• WHAT YOU NEED TO DO: Using the word "message" as the filter, copy each matching line from the records.

____

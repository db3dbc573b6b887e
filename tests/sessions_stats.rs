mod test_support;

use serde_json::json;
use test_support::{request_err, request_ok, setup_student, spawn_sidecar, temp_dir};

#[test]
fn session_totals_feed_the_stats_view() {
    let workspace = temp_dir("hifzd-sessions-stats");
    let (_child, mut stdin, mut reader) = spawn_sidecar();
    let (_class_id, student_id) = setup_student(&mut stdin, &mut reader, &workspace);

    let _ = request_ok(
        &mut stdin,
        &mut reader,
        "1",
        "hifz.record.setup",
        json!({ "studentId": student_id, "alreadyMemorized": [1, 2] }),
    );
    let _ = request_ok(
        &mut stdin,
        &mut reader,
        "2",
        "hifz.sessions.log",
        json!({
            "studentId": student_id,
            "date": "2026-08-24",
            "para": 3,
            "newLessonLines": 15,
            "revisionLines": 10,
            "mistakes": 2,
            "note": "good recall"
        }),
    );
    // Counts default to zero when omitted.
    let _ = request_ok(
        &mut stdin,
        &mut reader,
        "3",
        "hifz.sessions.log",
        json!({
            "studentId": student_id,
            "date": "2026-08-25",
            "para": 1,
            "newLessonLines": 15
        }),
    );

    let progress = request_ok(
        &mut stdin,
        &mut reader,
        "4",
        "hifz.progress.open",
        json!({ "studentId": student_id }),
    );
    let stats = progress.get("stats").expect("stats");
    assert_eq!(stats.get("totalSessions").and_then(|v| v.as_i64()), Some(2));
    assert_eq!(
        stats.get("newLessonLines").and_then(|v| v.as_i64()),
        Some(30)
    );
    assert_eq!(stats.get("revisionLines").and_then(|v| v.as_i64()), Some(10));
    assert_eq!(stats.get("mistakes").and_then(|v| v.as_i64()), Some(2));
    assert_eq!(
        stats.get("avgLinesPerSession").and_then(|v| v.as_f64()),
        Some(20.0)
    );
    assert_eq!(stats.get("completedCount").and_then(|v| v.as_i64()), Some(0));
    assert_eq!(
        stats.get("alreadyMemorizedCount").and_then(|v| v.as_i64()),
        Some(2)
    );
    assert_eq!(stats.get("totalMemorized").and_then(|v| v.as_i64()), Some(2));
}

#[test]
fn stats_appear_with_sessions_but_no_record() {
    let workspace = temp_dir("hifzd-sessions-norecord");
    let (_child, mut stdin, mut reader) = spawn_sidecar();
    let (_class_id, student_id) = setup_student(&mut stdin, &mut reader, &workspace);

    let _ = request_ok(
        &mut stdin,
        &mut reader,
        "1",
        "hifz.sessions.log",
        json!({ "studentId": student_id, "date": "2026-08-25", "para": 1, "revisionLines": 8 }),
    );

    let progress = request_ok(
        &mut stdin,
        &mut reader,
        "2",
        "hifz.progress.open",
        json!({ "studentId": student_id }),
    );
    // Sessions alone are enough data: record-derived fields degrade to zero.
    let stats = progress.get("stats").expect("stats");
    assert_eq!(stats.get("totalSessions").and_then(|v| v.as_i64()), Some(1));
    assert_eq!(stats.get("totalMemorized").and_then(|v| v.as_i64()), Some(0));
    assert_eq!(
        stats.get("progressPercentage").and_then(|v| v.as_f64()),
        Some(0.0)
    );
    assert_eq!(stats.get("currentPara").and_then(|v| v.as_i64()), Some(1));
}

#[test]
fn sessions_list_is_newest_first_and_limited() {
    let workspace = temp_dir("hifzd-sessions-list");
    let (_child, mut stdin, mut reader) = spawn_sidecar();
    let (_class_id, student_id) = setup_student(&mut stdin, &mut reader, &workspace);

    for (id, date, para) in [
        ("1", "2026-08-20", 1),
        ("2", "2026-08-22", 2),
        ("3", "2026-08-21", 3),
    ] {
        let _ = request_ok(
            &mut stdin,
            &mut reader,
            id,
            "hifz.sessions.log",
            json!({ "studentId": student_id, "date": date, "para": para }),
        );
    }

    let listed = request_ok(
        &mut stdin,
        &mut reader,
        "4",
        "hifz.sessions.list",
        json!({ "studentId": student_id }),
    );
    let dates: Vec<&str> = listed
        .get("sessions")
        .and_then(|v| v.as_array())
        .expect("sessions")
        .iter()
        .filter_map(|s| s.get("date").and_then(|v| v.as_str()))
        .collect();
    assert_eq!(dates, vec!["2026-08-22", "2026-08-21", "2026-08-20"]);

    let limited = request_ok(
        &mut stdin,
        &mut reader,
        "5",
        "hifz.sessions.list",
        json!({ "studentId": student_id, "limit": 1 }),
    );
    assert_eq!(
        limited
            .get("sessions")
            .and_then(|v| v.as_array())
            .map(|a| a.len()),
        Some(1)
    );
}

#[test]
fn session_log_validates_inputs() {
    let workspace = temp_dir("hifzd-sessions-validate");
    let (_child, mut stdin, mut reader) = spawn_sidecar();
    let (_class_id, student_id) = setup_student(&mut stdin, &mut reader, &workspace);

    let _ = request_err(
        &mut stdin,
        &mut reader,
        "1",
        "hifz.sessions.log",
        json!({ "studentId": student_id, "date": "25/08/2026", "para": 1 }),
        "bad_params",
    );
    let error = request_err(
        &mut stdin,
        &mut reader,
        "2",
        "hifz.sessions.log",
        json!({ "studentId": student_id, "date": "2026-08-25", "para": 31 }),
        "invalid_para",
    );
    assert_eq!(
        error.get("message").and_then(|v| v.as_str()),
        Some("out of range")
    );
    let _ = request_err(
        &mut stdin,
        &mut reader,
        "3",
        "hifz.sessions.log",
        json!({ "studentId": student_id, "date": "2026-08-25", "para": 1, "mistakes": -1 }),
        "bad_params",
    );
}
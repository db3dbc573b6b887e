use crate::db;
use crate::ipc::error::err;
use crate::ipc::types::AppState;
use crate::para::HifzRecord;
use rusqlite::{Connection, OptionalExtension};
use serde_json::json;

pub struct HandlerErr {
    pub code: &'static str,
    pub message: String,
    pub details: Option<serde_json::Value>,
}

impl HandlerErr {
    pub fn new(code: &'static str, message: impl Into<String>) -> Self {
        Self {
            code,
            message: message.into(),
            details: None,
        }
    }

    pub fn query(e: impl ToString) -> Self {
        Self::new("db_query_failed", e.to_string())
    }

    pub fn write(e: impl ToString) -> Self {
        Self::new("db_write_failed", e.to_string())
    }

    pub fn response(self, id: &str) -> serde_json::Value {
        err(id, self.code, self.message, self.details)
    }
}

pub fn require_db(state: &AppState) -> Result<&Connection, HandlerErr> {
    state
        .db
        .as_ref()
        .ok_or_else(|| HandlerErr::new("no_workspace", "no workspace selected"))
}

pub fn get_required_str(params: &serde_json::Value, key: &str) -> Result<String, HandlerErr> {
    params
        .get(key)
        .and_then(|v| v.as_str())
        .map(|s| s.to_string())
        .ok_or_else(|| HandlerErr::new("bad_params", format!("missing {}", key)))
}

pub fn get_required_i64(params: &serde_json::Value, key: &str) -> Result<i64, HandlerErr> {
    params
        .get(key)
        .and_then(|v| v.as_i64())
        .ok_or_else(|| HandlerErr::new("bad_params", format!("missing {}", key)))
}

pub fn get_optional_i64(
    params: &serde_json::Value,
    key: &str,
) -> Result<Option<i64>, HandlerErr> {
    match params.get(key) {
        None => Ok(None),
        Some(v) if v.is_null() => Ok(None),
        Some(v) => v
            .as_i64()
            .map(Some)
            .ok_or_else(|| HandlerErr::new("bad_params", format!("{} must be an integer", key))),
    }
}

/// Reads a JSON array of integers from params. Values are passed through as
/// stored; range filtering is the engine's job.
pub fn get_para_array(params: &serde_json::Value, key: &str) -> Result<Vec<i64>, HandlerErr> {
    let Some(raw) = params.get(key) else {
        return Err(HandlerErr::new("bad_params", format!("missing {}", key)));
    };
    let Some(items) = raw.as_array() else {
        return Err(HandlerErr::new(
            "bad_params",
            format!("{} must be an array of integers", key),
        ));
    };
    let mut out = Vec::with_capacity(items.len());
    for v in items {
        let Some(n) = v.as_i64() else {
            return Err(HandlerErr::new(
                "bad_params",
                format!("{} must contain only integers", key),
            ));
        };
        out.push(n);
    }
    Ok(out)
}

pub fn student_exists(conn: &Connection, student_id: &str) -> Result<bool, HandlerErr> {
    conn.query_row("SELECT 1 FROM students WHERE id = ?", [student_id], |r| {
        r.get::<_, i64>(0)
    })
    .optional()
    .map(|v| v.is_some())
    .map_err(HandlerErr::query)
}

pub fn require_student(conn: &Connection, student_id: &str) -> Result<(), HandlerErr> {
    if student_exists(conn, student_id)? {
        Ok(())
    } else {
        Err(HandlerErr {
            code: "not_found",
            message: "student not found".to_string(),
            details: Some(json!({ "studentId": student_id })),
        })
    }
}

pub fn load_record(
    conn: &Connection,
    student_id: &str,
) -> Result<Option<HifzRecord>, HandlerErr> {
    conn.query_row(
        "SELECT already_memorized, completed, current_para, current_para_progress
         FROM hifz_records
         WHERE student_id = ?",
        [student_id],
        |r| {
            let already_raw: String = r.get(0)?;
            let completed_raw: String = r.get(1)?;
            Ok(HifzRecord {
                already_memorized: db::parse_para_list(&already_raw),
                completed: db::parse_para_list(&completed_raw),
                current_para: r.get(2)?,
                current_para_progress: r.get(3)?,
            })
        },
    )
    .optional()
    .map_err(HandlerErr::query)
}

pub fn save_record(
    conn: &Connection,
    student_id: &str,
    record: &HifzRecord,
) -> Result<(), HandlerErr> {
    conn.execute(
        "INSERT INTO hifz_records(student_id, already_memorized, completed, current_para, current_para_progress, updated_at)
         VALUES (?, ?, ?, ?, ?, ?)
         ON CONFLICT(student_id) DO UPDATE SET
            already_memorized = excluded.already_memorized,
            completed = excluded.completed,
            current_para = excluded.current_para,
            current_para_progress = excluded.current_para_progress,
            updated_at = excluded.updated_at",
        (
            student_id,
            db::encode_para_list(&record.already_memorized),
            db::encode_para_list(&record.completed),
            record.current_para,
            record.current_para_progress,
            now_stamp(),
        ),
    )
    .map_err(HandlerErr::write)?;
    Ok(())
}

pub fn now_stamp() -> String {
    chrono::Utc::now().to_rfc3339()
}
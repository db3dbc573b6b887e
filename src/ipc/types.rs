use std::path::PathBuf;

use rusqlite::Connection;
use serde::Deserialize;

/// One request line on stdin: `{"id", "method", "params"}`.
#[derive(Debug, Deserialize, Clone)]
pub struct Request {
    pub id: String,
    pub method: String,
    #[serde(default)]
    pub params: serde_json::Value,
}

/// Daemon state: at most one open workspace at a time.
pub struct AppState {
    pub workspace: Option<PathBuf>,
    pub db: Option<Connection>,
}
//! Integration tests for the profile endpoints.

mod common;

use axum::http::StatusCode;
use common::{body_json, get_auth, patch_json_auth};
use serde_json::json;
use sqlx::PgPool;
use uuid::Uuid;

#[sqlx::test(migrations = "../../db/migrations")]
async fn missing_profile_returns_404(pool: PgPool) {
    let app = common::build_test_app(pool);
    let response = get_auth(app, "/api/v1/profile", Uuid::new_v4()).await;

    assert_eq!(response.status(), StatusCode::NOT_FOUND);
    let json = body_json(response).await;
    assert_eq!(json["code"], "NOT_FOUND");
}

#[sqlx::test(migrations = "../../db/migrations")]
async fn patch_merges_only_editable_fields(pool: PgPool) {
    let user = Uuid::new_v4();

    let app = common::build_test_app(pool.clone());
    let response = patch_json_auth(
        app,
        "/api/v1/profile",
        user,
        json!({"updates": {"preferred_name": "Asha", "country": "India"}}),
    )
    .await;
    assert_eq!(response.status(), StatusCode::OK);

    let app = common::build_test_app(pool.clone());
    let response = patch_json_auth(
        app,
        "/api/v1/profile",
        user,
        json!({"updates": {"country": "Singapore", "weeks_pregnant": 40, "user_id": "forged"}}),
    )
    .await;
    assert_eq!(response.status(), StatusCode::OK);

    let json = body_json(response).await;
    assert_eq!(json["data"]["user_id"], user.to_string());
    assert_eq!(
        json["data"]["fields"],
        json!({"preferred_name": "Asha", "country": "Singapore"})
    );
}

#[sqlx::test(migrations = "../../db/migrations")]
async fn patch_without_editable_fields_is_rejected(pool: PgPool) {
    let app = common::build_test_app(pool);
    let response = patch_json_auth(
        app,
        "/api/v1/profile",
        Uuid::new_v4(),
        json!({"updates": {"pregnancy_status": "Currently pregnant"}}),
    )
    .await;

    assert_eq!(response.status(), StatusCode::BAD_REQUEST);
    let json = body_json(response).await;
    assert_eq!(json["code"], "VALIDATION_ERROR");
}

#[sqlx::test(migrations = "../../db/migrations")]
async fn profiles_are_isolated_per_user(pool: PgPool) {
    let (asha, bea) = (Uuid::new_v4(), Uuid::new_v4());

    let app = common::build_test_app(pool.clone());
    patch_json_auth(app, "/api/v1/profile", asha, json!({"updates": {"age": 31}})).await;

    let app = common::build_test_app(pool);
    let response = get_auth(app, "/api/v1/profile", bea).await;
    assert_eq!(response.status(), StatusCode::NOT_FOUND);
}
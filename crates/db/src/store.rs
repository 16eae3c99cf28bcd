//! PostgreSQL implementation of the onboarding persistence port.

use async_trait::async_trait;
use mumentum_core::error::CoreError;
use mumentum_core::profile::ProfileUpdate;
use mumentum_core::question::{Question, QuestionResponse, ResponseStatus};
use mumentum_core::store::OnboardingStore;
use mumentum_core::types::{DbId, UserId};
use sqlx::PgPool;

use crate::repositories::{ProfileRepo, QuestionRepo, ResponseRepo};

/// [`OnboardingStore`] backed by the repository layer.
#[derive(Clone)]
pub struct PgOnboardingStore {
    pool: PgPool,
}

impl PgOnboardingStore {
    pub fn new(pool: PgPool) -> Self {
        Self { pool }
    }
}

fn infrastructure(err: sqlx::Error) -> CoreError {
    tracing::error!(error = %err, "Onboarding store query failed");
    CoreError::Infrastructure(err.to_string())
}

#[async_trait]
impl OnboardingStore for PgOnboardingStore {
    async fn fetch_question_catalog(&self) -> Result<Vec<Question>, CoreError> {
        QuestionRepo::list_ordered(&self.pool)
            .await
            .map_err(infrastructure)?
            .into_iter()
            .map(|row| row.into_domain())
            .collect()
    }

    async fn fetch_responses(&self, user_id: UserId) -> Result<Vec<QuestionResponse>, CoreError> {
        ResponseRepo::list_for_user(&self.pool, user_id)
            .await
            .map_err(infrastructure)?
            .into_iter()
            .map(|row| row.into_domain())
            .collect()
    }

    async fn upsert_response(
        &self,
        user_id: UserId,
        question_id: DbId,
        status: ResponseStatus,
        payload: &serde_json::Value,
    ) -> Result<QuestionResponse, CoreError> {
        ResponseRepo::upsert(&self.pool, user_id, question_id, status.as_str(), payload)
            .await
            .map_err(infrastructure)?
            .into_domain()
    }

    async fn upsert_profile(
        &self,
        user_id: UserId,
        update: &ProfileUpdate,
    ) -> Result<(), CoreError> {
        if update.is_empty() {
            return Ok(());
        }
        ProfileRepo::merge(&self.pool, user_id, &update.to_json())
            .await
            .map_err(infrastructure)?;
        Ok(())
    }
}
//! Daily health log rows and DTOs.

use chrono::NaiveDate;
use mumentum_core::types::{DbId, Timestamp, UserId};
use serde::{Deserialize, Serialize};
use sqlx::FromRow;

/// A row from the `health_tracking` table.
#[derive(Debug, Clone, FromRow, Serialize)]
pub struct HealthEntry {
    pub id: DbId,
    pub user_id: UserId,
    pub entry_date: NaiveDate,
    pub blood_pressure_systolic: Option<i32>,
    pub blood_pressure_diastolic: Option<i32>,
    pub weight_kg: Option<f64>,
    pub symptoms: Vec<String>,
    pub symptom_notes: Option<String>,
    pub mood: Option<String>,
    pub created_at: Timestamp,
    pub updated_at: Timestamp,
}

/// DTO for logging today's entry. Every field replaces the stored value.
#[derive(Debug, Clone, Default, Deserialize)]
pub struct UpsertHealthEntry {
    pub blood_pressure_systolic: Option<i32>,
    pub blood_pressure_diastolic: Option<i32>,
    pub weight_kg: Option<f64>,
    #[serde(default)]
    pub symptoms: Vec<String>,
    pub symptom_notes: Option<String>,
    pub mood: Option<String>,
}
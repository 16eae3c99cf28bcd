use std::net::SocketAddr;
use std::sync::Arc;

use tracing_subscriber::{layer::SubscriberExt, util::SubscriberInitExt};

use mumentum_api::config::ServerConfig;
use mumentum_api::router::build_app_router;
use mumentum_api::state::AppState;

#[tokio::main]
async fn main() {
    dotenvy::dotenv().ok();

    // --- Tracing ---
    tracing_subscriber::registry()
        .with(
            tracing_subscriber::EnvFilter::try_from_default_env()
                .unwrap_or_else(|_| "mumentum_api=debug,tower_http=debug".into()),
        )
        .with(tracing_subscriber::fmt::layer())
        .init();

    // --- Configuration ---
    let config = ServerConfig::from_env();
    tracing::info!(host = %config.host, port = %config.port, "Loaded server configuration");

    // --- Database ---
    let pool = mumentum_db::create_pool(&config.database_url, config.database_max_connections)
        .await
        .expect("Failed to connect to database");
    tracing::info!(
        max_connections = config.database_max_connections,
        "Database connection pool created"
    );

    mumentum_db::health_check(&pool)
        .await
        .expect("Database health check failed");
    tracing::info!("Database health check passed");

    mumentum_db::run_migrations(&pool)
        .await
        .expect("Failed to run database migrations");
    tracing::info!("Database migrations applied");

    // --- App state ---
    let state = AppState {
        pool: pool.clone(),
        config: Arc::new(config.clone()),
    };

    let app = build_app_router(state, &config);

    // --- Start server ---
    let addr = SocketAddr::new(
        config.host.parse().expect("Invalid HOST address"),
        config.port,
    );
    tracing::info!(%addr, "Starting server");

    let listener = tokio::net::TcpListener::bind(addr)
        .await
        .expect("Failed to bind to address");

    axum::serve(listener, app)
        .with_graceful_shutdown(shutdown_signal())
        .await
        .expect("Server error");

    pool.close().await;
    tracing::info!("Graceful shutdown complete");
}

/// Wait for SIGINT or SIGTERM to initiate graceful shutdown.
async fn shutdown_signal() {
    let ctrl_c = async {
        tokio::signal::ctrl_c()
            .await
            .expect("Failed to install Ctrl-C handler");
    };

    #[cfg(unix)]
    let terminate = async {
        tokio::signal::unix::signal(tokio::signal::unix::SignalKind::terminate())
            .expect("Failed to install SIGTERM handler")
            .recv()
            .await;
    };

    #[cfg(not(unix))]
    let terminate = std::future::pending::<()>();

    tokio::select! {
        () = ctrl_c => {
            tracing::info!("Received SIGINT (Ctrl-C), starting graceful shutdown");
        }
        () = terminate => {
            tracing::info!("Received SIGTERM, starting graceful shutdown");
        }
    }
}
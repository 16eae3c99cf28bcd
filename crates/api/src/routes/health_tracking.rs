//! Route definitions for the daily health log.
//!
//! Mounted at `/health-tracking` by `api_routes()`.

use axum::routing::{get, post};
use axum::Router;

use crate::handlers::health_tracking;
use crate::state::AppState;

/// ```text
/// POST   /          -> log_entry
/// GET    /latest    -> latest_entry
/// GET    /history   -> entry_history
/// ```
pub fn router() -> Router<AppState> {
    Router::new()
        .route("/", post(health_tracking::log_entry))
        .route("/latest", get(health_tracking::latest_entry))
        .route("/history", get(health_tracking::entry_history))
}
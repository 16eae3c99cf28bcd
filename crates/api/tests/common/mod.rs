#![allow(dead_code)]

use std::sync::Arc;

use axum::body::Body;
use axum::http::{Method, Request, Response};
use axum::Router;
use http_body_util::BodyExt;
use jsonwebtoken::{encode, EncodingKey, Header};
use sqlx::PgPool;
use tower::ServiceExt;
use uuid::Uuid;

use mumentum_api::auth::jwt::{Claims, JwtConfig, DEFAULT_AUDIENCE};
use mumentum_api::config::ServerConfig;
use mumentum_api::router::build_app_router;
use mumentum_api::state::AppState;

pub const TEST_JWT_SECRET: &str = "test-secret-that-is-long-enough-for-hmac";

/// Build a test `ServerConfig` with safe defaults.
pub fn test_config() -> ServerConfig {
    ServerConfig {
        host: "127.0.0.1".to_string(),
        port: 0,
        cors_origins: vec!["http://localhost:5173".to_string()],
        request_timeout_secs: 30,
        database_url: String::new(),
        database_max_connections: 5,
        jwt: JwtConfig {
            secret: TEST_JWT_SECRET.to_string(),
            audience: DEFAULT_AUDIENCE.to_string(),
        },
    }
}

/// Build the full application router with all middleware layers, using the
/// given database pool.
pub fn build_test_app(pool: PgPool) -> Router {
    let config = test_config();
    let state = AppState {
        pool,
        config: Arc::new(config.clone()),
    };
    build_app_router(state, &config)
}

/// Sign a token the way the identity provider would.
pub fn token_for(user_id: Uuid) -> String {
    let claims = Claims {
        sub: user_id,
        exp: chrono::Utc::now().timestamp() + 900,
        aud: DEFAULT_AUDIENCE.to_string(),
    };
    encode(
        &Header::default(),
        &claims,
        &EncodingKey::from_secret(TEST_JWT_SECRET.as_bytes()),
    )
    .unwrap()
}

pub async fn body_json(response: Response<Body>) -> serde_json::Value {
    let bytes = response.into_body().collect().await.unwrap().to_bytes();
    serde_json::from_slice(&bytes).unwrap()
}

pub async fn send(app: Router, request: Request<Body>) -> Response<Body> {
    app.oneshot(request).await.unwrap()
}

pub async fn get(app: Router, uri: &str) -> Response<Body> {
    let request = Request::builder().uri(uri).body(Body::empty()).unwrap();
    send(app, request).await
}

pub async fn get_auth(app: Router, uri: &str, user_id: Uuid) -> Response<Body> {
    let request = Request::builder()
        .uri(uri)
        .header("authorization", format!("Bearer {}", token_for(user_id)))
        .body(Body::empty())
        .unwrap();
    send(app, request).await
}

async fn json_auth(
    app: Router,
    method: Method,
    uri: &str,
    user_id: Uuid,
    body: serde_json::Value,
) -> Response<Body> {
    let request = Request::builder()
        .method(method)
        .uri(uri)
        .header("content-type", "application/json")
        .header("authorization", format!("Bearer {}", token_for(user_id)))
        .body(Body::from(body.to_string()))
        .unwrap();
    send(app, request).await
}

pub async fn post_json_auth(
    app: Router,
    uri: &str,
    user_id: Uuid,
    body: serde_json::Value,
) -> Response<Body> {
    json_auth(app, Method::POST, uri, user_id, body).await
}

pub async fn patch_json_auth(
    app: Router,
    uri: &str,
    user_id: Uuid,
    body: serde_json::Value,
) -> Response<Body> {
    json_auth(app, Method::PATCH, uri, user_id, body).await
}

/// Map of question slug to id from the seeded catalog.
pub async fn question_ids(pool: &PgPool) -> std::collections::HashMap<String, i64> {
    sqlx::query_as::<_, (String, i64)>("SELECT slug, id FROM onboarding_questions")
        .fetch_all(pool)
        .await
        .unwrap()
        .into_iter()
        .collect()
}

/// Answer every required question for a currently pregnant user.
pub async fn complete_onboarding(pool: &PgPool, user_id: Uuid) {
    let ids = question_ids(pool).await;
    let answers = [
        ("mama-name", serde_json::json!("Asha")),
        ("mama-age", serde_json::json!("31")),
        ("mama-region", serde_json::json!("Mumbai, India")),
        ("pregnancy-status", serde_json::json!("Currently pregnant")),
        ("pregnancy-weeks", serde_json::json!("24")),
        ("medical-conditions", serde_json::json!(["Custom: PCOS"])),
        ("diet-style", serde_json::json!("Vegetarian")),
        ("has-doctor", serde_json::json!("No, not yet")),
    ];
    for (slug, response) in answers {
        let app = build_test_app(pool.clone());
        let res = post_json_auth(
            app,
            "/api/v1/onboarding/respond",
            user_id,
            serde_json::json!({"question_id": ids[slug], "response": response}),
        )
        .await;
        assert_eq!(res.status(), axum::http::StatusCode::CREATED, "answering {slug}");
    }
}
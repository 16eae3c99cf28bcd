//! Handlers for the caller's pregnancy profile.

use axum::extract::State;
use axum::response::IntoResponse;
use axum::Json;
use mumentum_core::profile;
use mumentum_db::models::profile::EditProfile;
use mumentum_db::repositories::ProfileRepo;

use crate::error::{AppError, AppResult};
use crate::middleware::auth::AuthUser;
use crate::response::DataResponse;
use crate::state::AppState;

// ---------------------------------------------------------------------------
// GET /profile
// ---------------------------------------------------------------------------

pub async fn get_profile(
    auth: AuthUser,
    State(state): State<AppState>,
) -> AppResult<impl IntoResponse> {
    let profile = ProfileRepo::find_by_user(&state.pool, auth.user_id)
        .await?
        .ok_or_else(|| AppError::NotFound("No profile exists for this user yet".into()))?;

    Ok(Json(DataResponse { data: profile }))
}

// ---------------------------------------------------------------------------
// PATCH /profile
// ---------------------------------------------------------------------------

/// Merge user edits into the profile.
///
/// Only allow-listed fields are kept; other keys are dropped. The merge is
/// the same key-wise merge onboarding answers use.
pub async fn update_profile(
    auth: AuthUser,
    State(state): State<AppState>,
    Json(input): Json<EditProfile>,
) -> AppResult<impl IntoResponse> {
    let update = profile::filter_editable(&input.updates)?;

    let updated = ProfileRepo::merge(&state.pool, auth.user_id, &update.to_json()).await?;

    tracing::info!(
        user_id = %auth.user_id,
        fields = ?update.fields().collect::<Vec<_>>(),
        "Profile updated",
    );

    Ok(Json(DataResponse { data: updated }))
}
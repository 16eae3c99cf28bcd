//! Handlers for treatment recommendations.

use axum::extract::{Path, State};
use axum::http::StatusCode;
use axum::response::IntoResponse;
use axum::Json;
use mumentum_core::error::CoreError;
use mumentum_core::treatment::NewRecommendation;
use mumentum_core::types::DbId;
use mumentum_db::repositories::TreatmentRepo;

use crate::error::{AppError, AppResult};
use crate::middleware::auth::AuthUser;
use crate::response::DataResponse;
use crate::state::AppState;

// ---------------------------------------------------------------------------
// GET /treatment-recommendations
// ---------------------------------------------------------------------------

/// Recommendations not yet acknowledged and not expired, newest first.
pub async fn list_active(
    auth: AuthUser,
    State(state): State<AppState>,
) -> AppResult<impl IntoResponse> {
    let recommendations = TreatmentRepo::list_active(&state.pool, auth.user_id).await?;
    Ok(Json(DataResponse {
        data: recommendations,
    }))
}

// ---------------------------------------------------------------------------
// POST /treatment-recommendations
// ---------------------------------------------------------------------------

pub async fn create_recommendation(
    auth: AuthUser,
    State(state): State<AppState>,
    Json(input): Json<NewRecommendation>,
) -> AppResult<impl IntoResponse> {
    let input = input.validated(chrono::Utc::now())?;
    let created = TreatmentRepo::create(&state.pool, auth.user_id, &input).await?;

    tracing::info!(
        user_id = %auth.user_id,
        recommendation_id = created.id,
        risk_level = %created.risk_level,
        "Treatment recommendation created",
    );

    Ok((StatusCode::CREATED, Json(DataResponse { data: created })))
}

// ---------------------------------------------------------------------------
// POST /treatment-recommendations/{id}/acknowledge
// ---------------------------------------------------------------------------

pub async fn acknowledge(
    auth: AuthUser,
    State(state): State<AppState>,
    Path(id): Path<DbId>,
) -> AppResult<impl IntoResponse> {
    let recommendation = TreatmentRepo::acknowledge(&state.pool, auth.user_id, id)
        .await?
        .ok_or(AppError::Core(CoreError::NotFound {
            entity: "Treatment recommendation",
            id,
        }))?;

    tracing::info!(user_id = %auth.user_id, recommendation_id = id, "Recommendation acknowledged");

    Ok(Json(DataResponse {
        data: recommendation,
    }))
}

____

• SOLUTION:
        error.get("message").and_then(|v| v.as_str()),
    pub message: String,
    pub fn new(code: &'static str, message: impl Into<String>) -> Self {
            message: message.into(),
        err(id, self.code, self.message, self.details)
            message: "student not found".to_string(),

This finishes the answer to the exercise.